(Data items)
※ ※ ※
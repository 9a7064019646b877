// ABOUTME: Syntax highlighter for the REPL with color support
// Implements rustyline's Highlighter trait to provide ANSI color codes
// for MBASIC syntax elements while preserving display width

use crate::token::lookup_keyword;
use rustyline::completion::Completer;
use rustyline::highlight::{CmdKind, Highlighter};
use rustyline::hint::Hinter;
use rustyline::validate::Validator;
use rustyline::Helper;
use std::borrow::Cow;
use std::collections::HashSet;

// ANSI color codes (3-bit/4-bit for maximum terminal compatibility)
const COLOR_RESET: &str = "\x1b[0m";
const COLOR_PARENS: &str = "\x1b[1;34m"; // Bold blue
const COLOR_KEYWORD: &str = "\x1b[1;35m"; // Bold magenta
const COLOR_BUILTIN: &str = "\x1b[36m"; // Cyan
const COLOR_NUMBER: &str = "\x1b[33m"; // Yellow
const COLOR_STRING: &str = "\x1b[32m"; // Green
const COLOR_COMMENT: &str = "\x1b[90m"; // Bright black (gray)
const COLOR_LINE_NUMBER: &str = "\x1b[1;34m"; // Bold blue

/// Main highlighter helper for the BASIC REPL. Provides syntax-aware
/// color highlighting modeled on the crate's own lexical classes
/// rather than a generic tokenizer.
pub struct BasicHelper;

impl BasicHelper {
    pub fn new() -> Self {
        BasicHelper
    }
}

impl Default for BasicHelper {
    fn default() -> Self {
        Self::new()
    }
}

impl Helper for BasicHelper {}

impl Completer for BasicHelper {
    type Candidate = String;
}

impl Hinter for BasicHelper {
    type Hint = String;
}

impl Validator for BasicHelper {}

impl Highlighter for BasicHelper {
    fn highlight<'l>(&self, line: &'l str, _pos: usize) -> Cow<'l, str> {
        let builtins = get_builtin_functions();
        let highlighted = highlight_line(line, &builtins);

        if highlighted == line {
            Cow::Borrowed(line)
        } else {
            Cow::Owned(highlighted)
        }
    }

    fn highlight_char(&self, _line: &str, _pos: usize, _kind: CmdKind) -> bool {
        true
    }
}

/// Tokenize a line by hand and apply syntax highlighting. Deliberately
/// tolerant of malformed input (unterminated strings, bare `&`, stray
/// punctuation) since this runs on every keystroke of a line still being
/// typed, not on a finished program (contrast `crate::lexer`, which is
/// strict and only ever sees complete lines).
fn highlight_line(line: &str, builtins: &HashSet<&'static str>) -> String {
    let mut result = String::new();
    let chars: Vec<char> = line.chars().collect();
    let mut i = 0;
    let mut at_line_start = true;

    while i < chars.len() {
        match chars[i] {
            c if c.is_ascii_digit() && at_line_start => {
                let start = i;
                while i < chars.len() && chars[i].is_ascii_digit() {
                    i += 1;
                }
                let text: String = chars[start..i].iter().collect();
                result.push_str(COLOR_LINE_NUMBER);
                result.push_str(&text);
                result.push_str(COLOR_RESET);
                at_line_start = false;
            }

            '\'' => {
                result.push_str(COLOR_COMMENT);
                while i < chars.len() {
                    result.push(chars[i]);
                    i += 1;
                }
                result.push_str(COLOR_RESET);
            }

            '"' => {
                result.push_str(COLOR_STRING);
                result.push('"');
                i += 1;
                let mut closed = false;
                while i < chars.len() {
                    if chars[i] == '"' {
                        result.push('"');
                        i += 1;
                        closed = true;
                        break;
                    }
                    result.push(chars[i]);
                    i += 1;
                }
                result.push_str(COLOR_RESET);
                let _ = closed; // unterminated strings still get colored to EOL
                at_line_start = false;
            }

            c if c.is_ascii_digit() || (c == '.' && chars.get(i + 1).is_some_and(|n| n.is_ascii_digit())) => {
                let start = i;
                while i < chars.len() && chars[i].is_ascii_digit() {
                    i += 1;
                }
                if i < chars.len() && chars[i] == '.' {
                    i += 1;
                    while i < chars.len() && chars[i].is_ascii_digit() {
                        i += 1;
                    }
                }
                if i < chars.len() && matches!(chars[i], 'E' | 'e' | 'D' | 'd') {
                    i += 1;
                    if i < chars.len() && matches!(chars[i], '+' | '-') {
                        i += 1;
                    }
                    while i < chars.len() && chars[i].is_ascii_digit() {
                        i += 1;
                    }
                }
                if i < chars.len() && matches!(chars[i], '%' | '!' | '#') {
                    i += 1;
                }
                let text: String = chars[start..i].iter().collect();
                result.push_str(COLOR_NUMBER);
                result.push_str(&text);
                result.push_str(COLOR_RESET);
                at_line_start = false;
            }

            '&' if matches!(chars.get(i + 1), Some('H') | Some('h') | Some('O') | Some('o')) => {
                let start = i;
                i += 2;
                while i < chars.len() && chars[i].is_ascii_alphanumeric() {
                    i += 1;
                }
                let text: String = chars[start..i].iter().collect();
                result.push_str(COLOR_NUMBER);
                result.push_str(&text);
                result.push_str(COLOR_RESET);
                at_line_start = false;
            }

            '(' | ')' => {
                result.push_str(COLOR_PARENS);
                result.push(chars[i]);
                i += 1;
                result.push_str(COLOR_RESET);
            }

            c if c.is_ascii_alphabetic() => {
                let start = i;
                while i < chars.len() && (chars[i].is_ascii_alphanumeric() || chars[i] == '.') {
                    i += 1;
                }
                if i < chars.len() && matches!(chars[i], '$' | '%' | '!' | '#') {
                    i += 1;
                }
                let text: String = chars[start..i].iter().collect();
                let upper = text.to_ascii_uppercase();

                if upper == "REM" {
                    result.push_str(COLOR_KEYWORD);
                    result.push_str(&text);
                    result.push_str(COLOR_RESET);
                    result.push_str(COLOR_COMMENT);
                    while i < chars.len() {
                        result.push(chars[i]);
                        i += 1;
                    }
                    result.push_str(COLOR_RESET);
                } else if lookup_keyword(&upper).is_some() {
                    result.push_str(COLOR_KEYWORD);
                    result.push_str(&text);
                    result.push_str(COLOR_RESET);
                } else if builtins.contains(upper.as_str()) {
                    result.push_str(COLOR_BUILTIN);
                    result.push_str(&text);
                    result.push_str(COLOR_RESET);
                } else {
                    result.push_str(&text);
                }
                at_line_start = false;
            }

            c => {
                result.push(c);
                i += 1;
                if !c.is_whitespace() {
                    at_line_start = false;
                }
            }
        }
    }

    result
}

/// Names recognized by `crate::builtins` (spec §4.G), used to color
/// built-in function calls distinctly from plain variable references.
fn get_builtin_functions() -> HashSet<&'static str> {
    [
        "ABS", "ATN", "COS", "EXP", "FIX", "INT", "LOG", "RND", "SGN", "SIN", "SQR", "TAN",
        "ASC", "CHR$", "HEX$", "INSTR", "LEFT$", "LEN", "MID$", "OCT$", "RIGHT$", "SPACE$",
        "SPC", "STR$", "STRING$", "TAB", "VAL",
        "CDBL", "CINT", "CSNG", "CVD", "CVI", "CVS", "MKD$", "MKI$", "MKS$",
        "EOF", "INKEY$", "INPUT$", "LOC", "LOF", "LPOS", "POS",
        "FRE", "INP", "PEEK", "USR", "VARPTR",
    ]
    .iter()
    .copied()
    .collect()
}

#[cfg(test)]
mod tests {
    use super::*;

    #[test]
    fn line_number_is_colored() {
        let highlighted = highlight_line("10 PRINT 5", &get_builtin_functions());
        assert!(highlighted.contains(COLOR_LINE_NUMBER));
    }

    #[test]
    fn keyword_is_colored() {
        let highlighted = highlight_line("10 PRINT 5", &get_builtin_functions());
        assert!(highlighted.contains(COLOR_KEYWORD));
    }

    #[test]
    fn string_literal_is_colored() {
        let highlighted = highlight_line("10 PRINT \"hello\"", &get_builtin_functions());
        assert!(highlighted.contains(COLOR_STRING));
    }

    #[test]
    fn number_is_colored() {
        let highlighted = highlight_line("X = 3.14", &get_builtin_functions());
        assert!(highlighted.contains(COLOR_NUMBER));
    }

    #[test]
    fn builtin_function_is_colored() {
        let highlighted = highlight_line("PRINT LEN(A$)", &get_builtin_functions());
        assert!(highlighted.contains(COLOR_BUILTIN));
    }

    #[test]
    fn apostrophe_comment_is_colored() {
        let highlighted = highlight_line("10 PRINT 5 ' trailing remark", &get_builtin_functions());
        assert!(highlighted.contains(COLOR_COMMENT));
    }

    #[test]
    fn rem_comment_is_colored() {
        let highlighted = highlight_line("10 REM a note", &get_builtin_functions());
        assert!(highlighted.contains(COLOR_KEYWORD));
        assert!(highlighted.contains(COLOR_COMMENT));
    }

    #[test]
    fn plain_variable_is_unstyled() {
        let highlighted = highlight_line("FOOBAR", &get_builtin_functions());
        assert_eq!(highlighted, "FOOBAR");
    }
}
※ ※ ※
_EXERCISE REQUIREMENTS:_ Once you have counted every line above that contains the string "builtins", give that number and nothing more.

_TASK RESPONSE:_ 5